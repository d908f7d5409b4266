//! Data Access Layer
//!
//! This module contains all the functions for interacting with the PostgreSQL database.
//! It uses `sqlx` with a bounded connection pool; callers queue for a
//! connection instead of opening new ones.

use anyhow::Result;
use async_trait::async_trait;
use sqlx::{PgPool, postgres::PgPoolOptions};
use std::time::Duration;

use crate::{
    auth::{SessionStore, StoreError},
    models::{
        Contest, NewContest, ProgressStatus, Question, QuestionProgress, QuestionQuery, Reminder,
        User,
    },
};

/// A wrapper around the `PgPool` to provide a clear data access interface.
#[derive(Clone)]
pub struct Db {
    pool: PgPool,
}

impl Db {
    /// Creates a new `Db` instance.
    pub fn new(pool: PgPool) -> Self {
        Self { pool }
    }

    /// Opens a pool of at most `max_connections`, waiting up to `acquire_timeout` for a free one.
    pub async fn connect(
        database_url: &str,
        max_connections: u32,
        acquire_timeout: Duration,
    ) -> Result<Self> {
        let pool = PgPoolOptions::new()
            .max_connections(max_connections)
            .acquire_timeout(acquire_timeout)
            .connect(database_url)
            .await?;
        Ok(Self::new(pool))
    }

    /// Runs all pending `sqlx` migrations.
    pub async fn run_migrations(&self) -> Result<()> {
        sqlx::migrate!("./migrations").run(&self.pool).await?;
        Ok(())
    }

    /// Deletes a session row, logging the user out everywhere that cookie is used.
    pub async fn delete_session(&self, sid: &str) -> Result<bool> {
        let result = sqlx::query(r#"DELETE FROM "session" WHERE sid = $1"#)
            .bind(sid)
            .execute(&self.pool)
            .await?;
        Ok(result.rows_affected() > 0)
    }

    /// Inserts or refreshes contests keyed by `(source, external_id)` in a single transaction.
    pub async fn upsert_contests(&self, contests: &[NewContest]) -> Result<u64> {
        let mut tx = self.pool.begin().await?;
        let mut written = 0;
        for contest in contests {
            let result = sqlx::query(
                r#"
                INSERT INTO contests (source, external_id, name, start_time, duration_seconds, url)
                VALUES ($1, $2, $3, $4, $5, $6)
                ON CONFLICT (source, external_id) DO UPDATE
                SET name = EXCLUDED.name,
                    start_time = EXCLUDED.start_time,
                    duration_seconds = EXCLUDED.duration_seconds,
                    url = EXCLUDED.url,
                    updated_at = now()
                "#,
            )
            .bind(&contest.source)
            .bind(&contest.external_id)
            .bind(&contest.name)
            .bind(contest.start_time)
            .bind(contest.duration_seconds)
            .bind(&contest.url)
            .execute(&mut *tx)
            .await?;
            written += result.rows_affected();
        }
        tx.commit().await?;
        Ok(written)
    }

    /// Lists contests that have not started yet, soonest first.
    pub async fn upcoming_contests(&self, limit: i64) -> Result<Vec<Contest>> {
        let contests = sqlx::query_as::<_, Contest>(
            r#"
            SELECT id, source, external_id, name, start_time, duration_seconds, url, updated_at
            FROM contests
            WHERE start_time > now()
            ORDER BY start_time ASC
            LIMIT $1
            "#,
        )
        .bind(limit)
        .fetch_all(&self.pool)
        .await?;
        Ok(contests)
    }

    pub async fn contest_exists(&self, contest_id: i64) -> Result<bool> {
        let exists: bool =
            sqlx::query_scalar("SELECT EXISTS (SELECT 1 FROM contests WHERE id = $1)")
                .bind(contest_id)
                .fetch_one(&self.pool)
                .await?;
        Ok(exists)
    }

    /// Creates or updates a user's reminder for a contest.
    pub async fn set_reminder(
        &self,
        user_id: i64,
        contest_id: i64,
        remind_before_minutes: i32,
    ) -> Result<Reminder> {
        sqlx::query(
            r#"
            INSERT INTO reminders (user_id, contest_id, remind_before_minutes)
            VALUES ($1, $2, $3)
            ON CONFLICT (user_id, contest_id) DO UPDATE
            SET remind_before_minutes = EXCLUDED.remind_before_minutes
            "#,
        )
        .bind(user_id)
        .bind(contest_id)
        .bind(remind_before_minutes)
        .execute(&self.pool)
        .await?;

        let reminder = sqlx::query_as::<_, Reminder>(
            r#"
            SELECT r.contest_id, c.name AS contest_name, c.start_time, c.url,
                   r.remind_before_minutes, r.created_at
            FROM reminders r
            JOIN contests c ON c.id = r.contest_id
            WHERE r.user_id = $1 AND r.contest_id = $2
            "#,
        )
        .bind(user_id)
        .bind(contest_id)
        .fetch_one(&self.pool)
        .await?;
        Ok(reminder)
    }

    /// Removes a reminder. Returns `false` when there was none.
    pub async fn delete_reminder(&self, user_id: i64, contest_id: i64) -> Result<bool> {
        let result = sqlx::query("DELETE FROM reminders WHERE user_id = $1 AND contest_id = $2")
            .bind(user_id)
            .bind(contest_id)
            .execute(&self.pool)
            .await?;
        Ok(result.rows_affected() > 0)
    }

    pub async fn list_reminders(&self, user_id: i64) -> Result<Vec<Reminder>> {
        let reminders = sqlx::query_as::<_, Reminder>(
            r#"
            SELECT r.contest_id, c.name AS contest_name, c.start_time, c.url,
                   r.remind_before_minutes, r.created_at
            FROM reminders r
            JOIN contests c ON c.id = r.contest_id
            WHERE r.user_id = $1
            ORDER BY c.start_time ASC
            "#,
        )
        .bind(user_id)
        .fetch_all(&self.pool)
        .await?;
        Ok(reminders)
    }

    /// Lists the question bank, optionally filtered by topic and difficulty.
    pub async fn list_questions(&self, query: &QuestionQuery) -> Result<Vec<Question>> {
        let questions = sqlx::query_as::<_, Question>(
            r#"
            SELECT id, title, topic, difficulty, url
            FROM questions
            WHERE ($1::text IS NULL OR topic = $1)
              AND ($2::difficulty IS NULL OR difficulty = $2)
            ORDER BY id ASC
            "#,
        )
        .bind(query.topic.as_deref())
        .bind(query.difficulty)
        .fetch_all(&self.pool)
        .await?;
        Ok(questions)
    }

    pub async fn question_exists(&self, question_id: i64) -> Result<bool> {
        let exists: bool =
            sqlx::query_scalar("SELECT EXISTS (SELECT 1 FROM questions WHERE id = $1)")
                .bind(question_id)
                .fetch_one(&self.pool)
                .await?;
        Ok(exists)
    }

    pub async fn list_progress(&self, user_id: i64) -> Result<Vec<QuestionProgress>> {
        let progress = sqlx::query_as::<_, QuestionProgress>(
            r#"
            SELECT question_id, status, updated_at
            FROM question_progress
            WHERE user_id = $1
            ORDER BY question_id ASC
            "#,
        )
        .bind(user_id)
        .fetch_all(&self.pool)
        .await?;
        Ok(progress)
    }

    /// Records the user's status for a question.
    pub async fn set_progress(
        &self,
        user_id: i64,
        question_id: i64,
        status: ProgressStatus,
    ) -> Result<QuestionProgress> {
        let progress = sqlx::query_as::<_, QuestionProgress>(
            r#"
            INSERT INTO question_progress (user_id, question_id, status)
            VALUES ($1, $2, $3)
            ON CONFLICT (user_id, question_id) DO UPDATE
            SET status = EXCLUDED.status, updated_at = now()
            RETURNING question_id, status, updated_at
            "#,
        )
        .bind(user_id)
        .bind(question_id)
        .bind(status)
        .fetch_one(&self.pool)
        .await?;
        Ok(progress)
    }
}

#[async_trait]
impl SessionStore for Db {
    async fn session_payload(&self, sid: &str) -> Result<Option<serde_json::Value>, StoreError> {
        let payload: Option<serde_json::Value> =
            sqlx::query_scalar(r#"SELECT sess FROM "session" WHERE sid = $1 AND expire > now()"#)
                .bind(sid)
                .fetch_optional(&self.pool)
                .await?;
        Ok(payload)
    }

    async fn user_by_id(&self, user_id: i64) -> Result<Option<User>, StoreError> {
        let user = sqlx::query_as::<_, User>(
            "SELECT id, username, email, created_at FROM users WHERE id = $1",
        )
        .bind(user_id)
        .fetch_optional(&self.pool)
        .await?;
        Ok(user)
    }
}

#[cfg(test)]
mod tests {
    const INIT_MIGRATION: &str = include_str!("../migrations/20240501000000_init.sql");

    /// Statements in the migration, without comment lines.
    fn statements() -> Vec<String> {
        let sql: String = INIT_MIGRATION
            .lines()
            .filter(|line| !line.trim_start().starts_with("--"))
            .collect::<Vec<_>>()
            .join("\n");
        sql.split("END $$;")
            .flat_map(|chunk| chunk.split(';'))
            .map(|s| s.trim().to_string())
            .filter(|s| !s.is_empty())
            .collect()
    }

    #[test]
    fn test_init_migration_is_rerunnable() {
        let statements = statements();
        assert!(!statements.is_empty());
        for statement in statements.iter().filter(|s| s.starts_with("CREATE ")) {
            assert!(
                statement.starts_with("CREATE TABLE IF NOT EXISTS")
                    || statement.starts_with("CREATE INDEX IF NOT EXISTS"),
                "unguarded statement: {statement}"
            );
        }
    }

    #[test]
    fn test_enum_types_tolerate_existing_definitions() {
        for name in ["difficulty", "progress_status"] {
            let create = format!("CREATE TYPE {name} AS ENUM");
            let at = INIT_MIGRATION
                .find(&create)
                .unwrap_or_else(|| panic!("missing type {name}"));
            let block_start = INIT_MIGRATION[..at]
                .rfind("DO $$ BEGIN")
                .expect("type is created inside a DO block");
            let block_end = at + INIT_MIGRATION[at..].find("END $$;").unwrap();
            let block = &INIT_MIGRATION[block_start..block_end];
            assert!(block.contains("WHEN duplicate_object THEN null"), "{block}");
            assert_eq!(block.matches("CREATE TYPE").count(), 1);
        }
    }
}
——
Problem description: Each line from the top of the listing down to and including the one containing "a single transaction." should be transcribed exactly; nothing else is to be output.

Solved problem:
repository d908f7d5409b4266
//! Data Access Layer
//!
//! This module contains all the functions for interacting with the PostgreSQL database.
//! It uses `sqlx` with a bounded connection pool; callers queue for a
//! connection instead of opening new ones.

use anyhow::Result;
use async_trait::async_trait;
use sqlx::{PgPool, postgres::PgPoolOptions};
use std::time::Duration;

use crate::{
    auth::{SessionStore, StoreError},
    models::{
        Contest, NewContest, ProgressStatus, Question, QuestionProgress, QuestionQuery, Reminder,
        User,
    },
};

/// A wrapper around the `PgPool` to provide a clear data access interface.
#[derive(Clone)]
pub struct Db {
    pool: PgPool,
}

impl Db {
    /// Creates a new `Db` instance.
    pub fn new(pool: PgPool) -> Self {
        Self { pool }
    }

    /// Opens a pool of at most `max_connections`, waiting up to `acquire_timeout` for a free one.
    pub async fn connect(
        database_url: &str,
        max_connections: u32,
        acquire_timeout: Duration,
    ) -> Result<Self> {
        let pool = PgPoolOptions::new()
            .max_connections(max_connections)
            .acquire_timeout(acquire_timeout)
            .connect(database_url)
            .await?;
        Ok(Self::new(pool))
    }

    /// Runs all pending `sqlx` migrations.
    pub async fn run_migrations(&self) -> Result<()> {
        sqlx::migrate!("./migrations").run(&self.pool).await?;
        Ok(())
    }

    /// Deletes a session row, logging the user out everywhere that cookie is used.
    pub async fn delete_session(&self, sid: &str) -> Result<bool> {
        let result = sqlx::query(r#"DELETE FROM "session" WHERE sid = $1"#)
            .bind(sid)
            .execute(&self.pool)
            .await?;
        Ok(result.rows_affected() > 0)
    }

    /// Inserts or refreshes contests keyed by `(source, external_id)` in a single transaction.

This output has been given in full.